I am such a different person now than when I started my first Nanowrimo seven years ago. Yet if I do ever publish a book, hopefully a successful one, it will be entirely thanks to Nanowrimo coming around each November and reminding me of what is possible.
My children are older now, 13 and almost 10. I have a new puppy. We are back living at the family home Grace Meadows. School is winding down for me but the last six months until I graduate may be the hardest yet. I always thought I would finish Tea's story first, and I did, in a way. I told it out loud in parts to my daughter as a bedtime story. There has been change in the telling, and I think that is perhaps why I no longer am interested in writing it, at least not as it was. I went back and read some childhood favorites by Louis L'amour, but I no longer enjoyed them as much because my adult eyes saw things that my ten year old self did not.
As a child, I loved Beauty and the Beast, but after the #MeToo Movement, and the general conversation about the treatment of women, I can't see the story the same way anymore. It is interesting to me how I react very differently to cartoon stories and what seems okay in that medium versus the live action ones. So I have been re-examining the stories that last and the ones that don't. My son and I had an interesting conversation in the car the other day about Columbus and how one's legacy can be redefined in the future. My conclusion is that kindness lasts and ages well even when other things do not. I myself prefer Indigenous Peoples Day to Columbus Day. What was acceptable, or perhaps just overlooked, in relationships in the past, now seems inherently unhealthy and even immoral or just plain wrong.

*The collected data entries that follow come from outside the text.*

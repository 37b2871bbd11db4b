//! Reusable constraint builders.
//!
//! Each function posts one family of constraints over arrays of decision
//! variables and returns any auxiliary variables later passes need (spread
//! variables for secondary objectives, penalty variables for soft
//! coverage). Builders never fail: they are pure constraint declarations,
//! and infeasibility surfaces only at solve time.

use crate::cp::{BoolVar, CpModel, IntVar, LinearExpr, Lit};

/// Decision variables for one slot ("entry") in an ordered sequence.
///
/// The selector ranges over catalog indices with 0 reserved for the
/// inactive sentinel; `used[j]` is the one-hot indicator for item `j`, and
/// `active` gates whether the slot carries a real assignment.
#[derive(Debug, Clone)]
pub struct EntryVars {
    /// Catalog-index selector; 0 means inactive.
    pub selector: IntVar,
    /// Whether the slot is in use.
    pub active: BoolVar,
    /// One-hot indicators, one per catalog item (index 0 = sentinel).
    pub used: Vec<BoolVar>,
}

/// Creates one entry's selector/active/used variables and posts the
/// structural one-hot linkage:
///
/// - exactly one `used[j]` is true and it matches the selector value
///   (paired half-reifications per item);
/// - `used[0]` is the negation of `active`, so an inactive slot selects
///   the sentinel and nothing else.
///
/// The linkage is structural, not a togglable group: relaxing it would
/// make range lookups meaningless.
pub fn link_entry(model: &mut CpModel, item_count: usize, prefix: &str) -> EntryVars {
    let selector = model.new_int_var(0, item_count as i64 - 1, format!("{prefix}_selector"));
    let active = model.new_bool_var(format!("{prefix}_active"));
    let used: Vec<BoolVar> = (0..item_count)
        .map(|j| model.new_bool_var(format!("{prefix}_used_{j}")))
        .collect();

    for (j, &u) in used.iter().enumerate() {
        let j = j as i64;
        model.add_eq(selector, j).only_enforce_if(&[u.lit()]);
        model.add_ne(selector, j).only_enforce_if(&[u.negated()]);
    }
    model.add_eq(LinearExpr::bool_sum(&used), 1);
    model.add_eq(
        LinearExpr::new().term(used[0].as_int(), 1).term(active.as_int(), 1),
        1,
    );

    EntryVars {
        selector,
        active,
        used,
    }
}

/// Inactive slots must trail active ones: `active[i] >= active[i+1]`.
///
/// Symmetry breaking: placements differing only in the position of empty
/// slots collapse to one canonical form.
pub fn active_entry_monotonicity(model: &mut CpModel, actives: &[BoolVar]) {
    for w in actives.windows(2) {
        model.add_ge(w[0].as_int(), w[1].as_int());
    }
}

/// Pairwise all-different over the selectors. When `actives` is given the
/// inequality only binds between two active slots (an inactive slot
/// imposes no constraint).
pub fn no_duplicates(model: &mut CpModel, selectors: &[IntVar], actives: Option<&[BoolVar]>) {
    for i in 0..selectors.len() {
        for k in i + 1..selectors.len() {
            let c = model.add_ne(selectors[i], selectors[k]);
            if let Some(acts) = actives {
                c.only_enforce_if(&[acts[i].lit(), acts[k].lit()]);
            }
        }
    }
}

/// Adjacent slots must not select the same item, gated on both being
/// active when `actives` is given.
pub fn no_consecutive_identical(
    model: &mut CpModel,
    selectors: &[IntVar],
    actives: Option<&[BoolVar]>,
) {
    for i in 0..selectors.len().saturating_sub(1) {
        let c = model.add_ne(selectors[i], selectors[i + 1]);
        if let Some(acts) = actives {
            c.only_enforce_if(&[acts[i].lit(), acts[i + 1].lit()]);
        }
    }
}

/// "No `window` slots without the anchor item": every sliding window of
/// the given size must contain a slot selecting `anchor`, or end the
/// active sequence (the window-final slot being inactive satisfies it).
pub fn windowed_coverage(
    model: &mut CpModel,
    selectors: &[IntVar],
    actives: &[BoolVar],
    window: usize,
    anchor: i64,
    prefix: &str,
) {
    if window == 0 || selectors.len() < window {
        return;
    }
    // One reified anchor indicator per slot, shared across windows.
    let hits: Vec<BoolVar> = selectors
        .iter()
        .enumerate()
        .map(|(i, &sel)| {
            let hit = model.new_bool_var(format!("{prefix}_anchor_hit_{i}"));
            model.add_eq(sel, anchor).only_enforce_if(&[hit.lit()]);
            model.add_ne(sel, anchor).only_enforce_if(&[hit.negated()]);
            hit
        })
        .collect();

    for start in 0..=selectors.len() - window {
        let last = start + window - 1;
        let mut lits: Vec<Lit> = (start..=last).map(|i| hits[i].lit()).collect();
        lits.push(actives[last].negated());
        model.add_bool_or(lits);
    }
}

/// Hard coverage: each required item index must be selected in at least
/// one slot.
pub fn required_coverage_hard(model: &mut CpModel, entries: &[EntryVars], required: &[usize]) {
    for &item in required {
        let lits: Vec<Lit> = entries.iter().map(|e| e.used[item].lit()).collect();
        model.add_bool_or(lits);
    }
}

/// Soft coverage: returns one penalty boolean per required item, true when
/// the item is absent, for the objective to weigh against other goals.
pub fn required_coverage_soft(
    model: &mut CpModel,
    entries: &[EntryVars],
    required: &[usize],
    prefix: &str,
) -> Vec<BoolVar> {
    required
        .iter()
        .map(|&item| {
            let exists = model.new_bool_var(format!("{prefix}_exists_{item}"));
            let lits: Vec<Lit> = entries.iter().map(|e| e.used[item].lit()).collect();
            model
                .add_bool_or(lits)
                .only_enforce_if(&[exists.lit()]);
            for e in entries {
                model.add_implication(e.used[item].lit(), exists.lit());
            }
            let penalty = model.new_bool_var(format!("{prefix}_missing_{item}"));
            model.add_eq(
                LinearExpr::new()
                    .term(exists.as_int(), 1)
                    .term(penalty.as_int(), 1),
                1,
            );
            penalty
        })
        .collect()
}

/// Occurrence count of one item across the entries.
pub fn item_count(model: &mut CpModel, entries: &[EntryVars], item: usize, prefix: &str) -> IntVar {
    let count = model.new_int_var(0, entries.len() as i64, format!("{prefix}_count_{item}"));
    let indicators: Vec<BoolVar> = entries.iter().map(|e| e.used[item]).collect();
    model.add_eq(count, LinearExpr::bool_sum(&indicators));
    count
}

/// Frequency-window bounds on an occurrence count. The minimum only binds
/// when the item is used at all (a lower bound is meaningless for an item
/// the solver left out entirely); the maximum always binds. Absent bounds
/// impose no constraint.
pub fn frequency_window(
    model: &mut CpModel,
    count: IntVar,
    min: Option<i64>,
    max: Option<i64>,
    prefix: &str,
) {
    if let Some(min) = min {
        let used_at_all = model.new_bool_var(format!("{prefix}_used_at_all"));
        model.add_ge(count, 1).only_enforce_if(&[used_at_all.lit()]);
        model
            .add_le(count, 0)
            .only_enforce_if(&[used_at_all.negated()]);
        model
            .add_ge(count, min)
            .only_enforce_if(&[used_at_all.lit()]);
    }
    if let Some(max) = max {
        model.add_le(count, max);
    }
}

/// Min/max-over-active-slots auxiliaries plus their difference, for
/// spread-minimization objectives.
#[derive(Debug, Clone, Copy)]
pub struct SpreadVars {
    /// Lower envelope of the attribute over active slots.
    pub min: IntVar,
    /// Upper envelope of the attribute over active slots.
    pub max: IntVar,
    /// `max - min`, the quantity objectives minimize.
    pub spread: IntVar,
}

/// Builds spread variables for an attribute across slots. Only active
/// slots pin the envelopes; with no active slot the objective collapses
/// the spread to 0 on its own.
pub fn spread(
    model: &mut CpModel,
    values: &[IntVar],
    actives: &[BoolVar],
    prefix: &str,
) -> SpreadVars {
    let lo = values.iter().map(|&v| model.lb(v)).min().unwrap_or(0);
    let hi = values.iter().map(|&v| model.ub(v)).max().unwrap_or(0);
    let min = model.new_int_var(lo, hi, format!("{prefix}_min"));
    let max = model.new_int_var(lo, hi, format!("{prefix}_max"));
    let spread = model.new_int_var(0, hi - lo, format!("{prefix}_spread"));
    for (&v, &a) in values.iter().zip(actives) {
        model.add_le(min, v).only_enforce_if(&[a.lit()]);
        model.add_ge(max, v).only_enforce_if(&[a.lit()]);
    }
    model.add_eq(
        spread,
        LinearExpr::new().term(max, 1).term(min, -1),
    );
    SpreadVars { min, max, spread }
}

/// Forces all the given counts equal (sibling resistance components train
/// in balance).
pub fn equal_counts(model: &mut CpModel, counts: &[IntVar]) {
    for w in counts.windows(2) {
        model.add_eq(w[0], w[1]);
    }
}

/// Redundant per-element caps derived from a shared total bound: when the
/// non-negative values sum to at most `cap`, each value is at most `cap`
/// on its own. Never changes feasibility, only tightens propagation.
pub fn cap_each(model: &mut CpModel, values: &[IntVar], cap: i64) {
    for &v in values {
        if model.ub(v) > cap {
            model.add_le(v, cap);
        }
    }
}
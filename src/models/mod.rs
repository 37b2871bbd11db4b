//! Training-program domain models.
//!
//! Catalog records (phases, phase-components, exercises), the parameter
//! bundle one scheduling request consumes, the solved-schedule shapes the
//! stages extract, and the relaxation-attempt history.
//!
//! Every catalog reserves index 0 for an inactive sentinel item so slots
//! can be optional without separate null handling.

mod exercise;
mod parameters;
mod phase;
mod phase_component;
mod relaxation;
mod schedule;

pub use exercise::Exercise;
pub use parameters::Parameters;
pub use phase::Phase;
pub use phase_component::PhaseComponent;
pub use relaxation::RelaxationAttempt;
pub use schedule::{
    ComponentSchedule, ComponentSlot, DayPlan, ExerciseSchedule, OutputRow, PhaseSchedule,
    PhaseSlot, Solution,
};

This ties in to my fear that parts of my Tea story will not age well. The central love story between Ama and Der, and the blurred line between Tea and Ama, did not set well with my daughter. I began to question the old (immortal-ish) guy/young girl trope too and so I took it out of the verbal story altogether. Ama reappeared, and I thought about the way older women are often written out of the story. My daughter loved the friendship group dynamic between Tea, Sol, Aze, and Why, especially Why's silliness and passionate commitment to his erroneous ideas of earth things, like the stabby stabs. Jeto and Der figured only lightly and it was not as dark overall. But I missed the time pretzel part of the story in the verbal retelling, and Der's journey. So now I hold the broken pieces of my story, not quite sure how they fit together, or what the story is about anymore.
Which is why I have been writing Sara's story instead this Nanowrimo, my sequel to A Little Princess, a childhood favorite. Which brings me back to the 18,000 words that are still a bit jumbled and not a cohesive story yet. It's mostly dialogue with a few setting snippets here and there. At the same time, I am immeasurably proud of those 18,000 words because they all came to be in 200-300 word chunks. Maybe once or twice I thumb typed out a scene with 1,000. I feel as if I have been catching raindrops for years, and finally have a small bucketful. My arm is cramping from thumb-typing this, so now I shall be done.
Until next year, my friends. Please excuse the typos since I am not going back to proof read this.